→ **Material for this exercise**

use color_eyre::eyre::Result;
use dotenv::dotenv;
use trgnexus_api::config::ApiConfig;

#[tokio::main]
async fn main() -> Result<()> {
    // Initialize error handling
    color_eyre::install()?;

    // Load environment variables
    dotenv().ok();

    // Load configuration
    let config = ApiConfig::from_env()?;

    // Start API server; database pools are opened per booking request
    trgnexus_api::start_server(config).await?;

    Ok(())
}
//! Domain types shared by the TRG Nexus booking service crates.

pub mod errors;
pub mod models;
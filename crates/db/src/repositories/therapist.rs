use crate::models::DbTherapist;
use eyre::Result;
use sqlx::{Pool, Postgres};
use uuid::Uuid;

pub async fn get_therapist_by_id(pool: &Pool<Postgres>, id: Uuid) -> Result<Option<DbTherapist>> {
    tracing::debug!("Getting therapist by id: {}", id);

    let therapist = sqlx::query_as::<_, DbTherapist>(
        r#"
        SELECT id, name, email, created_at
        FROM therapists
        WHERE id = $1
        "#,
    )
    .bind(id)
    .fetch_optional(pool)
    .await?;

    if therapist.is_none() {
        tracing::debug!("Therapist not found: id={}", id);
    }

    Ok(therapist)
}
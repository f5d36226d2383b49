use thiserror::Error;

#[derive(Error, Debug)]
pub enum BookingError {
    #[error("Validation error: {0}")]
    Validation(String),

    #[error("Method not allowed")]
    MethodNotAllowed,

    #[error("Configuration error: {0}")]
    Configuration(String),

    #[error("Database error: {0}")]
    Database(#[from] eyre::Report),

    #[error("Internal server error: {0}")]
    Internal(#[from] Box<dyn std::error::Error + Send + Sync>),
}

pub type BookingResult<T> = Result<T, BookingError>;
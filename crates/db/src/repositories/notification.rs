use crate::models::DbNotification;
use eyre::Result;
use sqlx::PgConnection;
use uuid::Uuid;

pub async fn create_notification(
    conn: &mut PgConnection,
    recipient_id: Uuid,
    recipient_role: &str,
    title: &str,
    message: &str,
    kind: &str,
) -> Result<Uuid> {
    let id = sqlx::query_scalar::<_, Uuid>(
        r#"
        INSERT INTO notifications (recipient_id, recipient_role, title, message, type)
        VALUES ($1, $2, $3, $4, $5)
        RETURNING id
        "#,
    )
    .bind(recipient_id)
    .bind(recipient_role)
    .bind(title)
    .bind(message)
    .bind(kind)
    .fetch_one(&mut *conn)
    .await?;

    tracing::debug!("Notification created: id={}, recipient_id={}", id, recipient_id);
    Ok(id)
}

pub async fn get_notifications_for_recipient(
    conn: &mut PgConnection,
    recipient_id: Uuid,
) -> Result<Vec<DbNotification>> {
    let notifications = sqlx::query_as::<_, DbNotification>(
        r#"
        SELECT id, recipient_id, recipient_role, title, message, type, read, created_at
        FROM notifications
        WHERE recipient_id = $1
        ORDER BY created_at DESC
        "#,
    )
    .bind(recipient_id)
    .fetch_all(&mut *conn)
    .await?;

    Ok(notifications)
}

→ **Instructions to follow**
The required output is every line of the entries, starting at the one that contains "#[derive(Error, Debug)]" and ending at the last, copied exactly.

→ **Response area**
#[derive(Error, Debug)]
pub enum BookingError {
    #[error("Validation error: {0}")]
    Validation(String),

    #[error("Method not allowed")]
    MethodNotAllowed,

    #[error("Configuration error: {0}")]
    Configuration(String),

    #[error("Database error: {0}")]
    Database(#[from] eyre::Report),

    #[error("Internal server error: {0}")]
    Internal(#[from] Box<dyn std::error::Error + Send + Sync>),
}

pub type BookingResult<T> = Result<T, BookingError>;
filename crates/db/src/repositories/notification.rs
use crate::models::DbNotification;
use eyre::Result;
use sqlx::PgConnection;
use uuid::Uuid;

pub async fn create_notification(
    conn: &mut PgConnection,
    recipient_id: Uuid,
    recipient_role: &str,
    title: &str,
    message: &str,
    kind: &str,
) -> Result<Uuid> {
    let id = sqlx::query_scalar::<_, Uuid>(
        r#"
        INSERT INTO notifications (recipient_id, recipient_role, title, message, type)
        VALUES ($1, $2, $3, $4, $5)
        RETURNING id
        "#,
    )
    .bind(recipient_id)
    .bind(recipient_role)
    .bind(title)
    .bind(message)
    .bind(kind)
    .fetch_one(&mut *conn)
    .await?;

    tracing::debug!("Notification created: id={}, recipient_id={}", id, recipient_id);
    Ok(id)
}

pub async fn get_notifications_for_recipient(
    conn: &mut PgConnection,
    recipient_id: Uuid,
) -> Result<Vec<DbNotification>> {
    let notifications = sqlx::query_as::<_, DbNotification>(
        r#"
        SELECT id, recipient_id, recipient_role, title, message, type, read, created_at
        FROM notifications
        WHERE recipient_id = $1
        ORDER BY created_at DESC
        "#,
    )
    .bind(recipient_id)
    .fetch_all(&mut *conn)
    .await?;

    Ok(notifications)
}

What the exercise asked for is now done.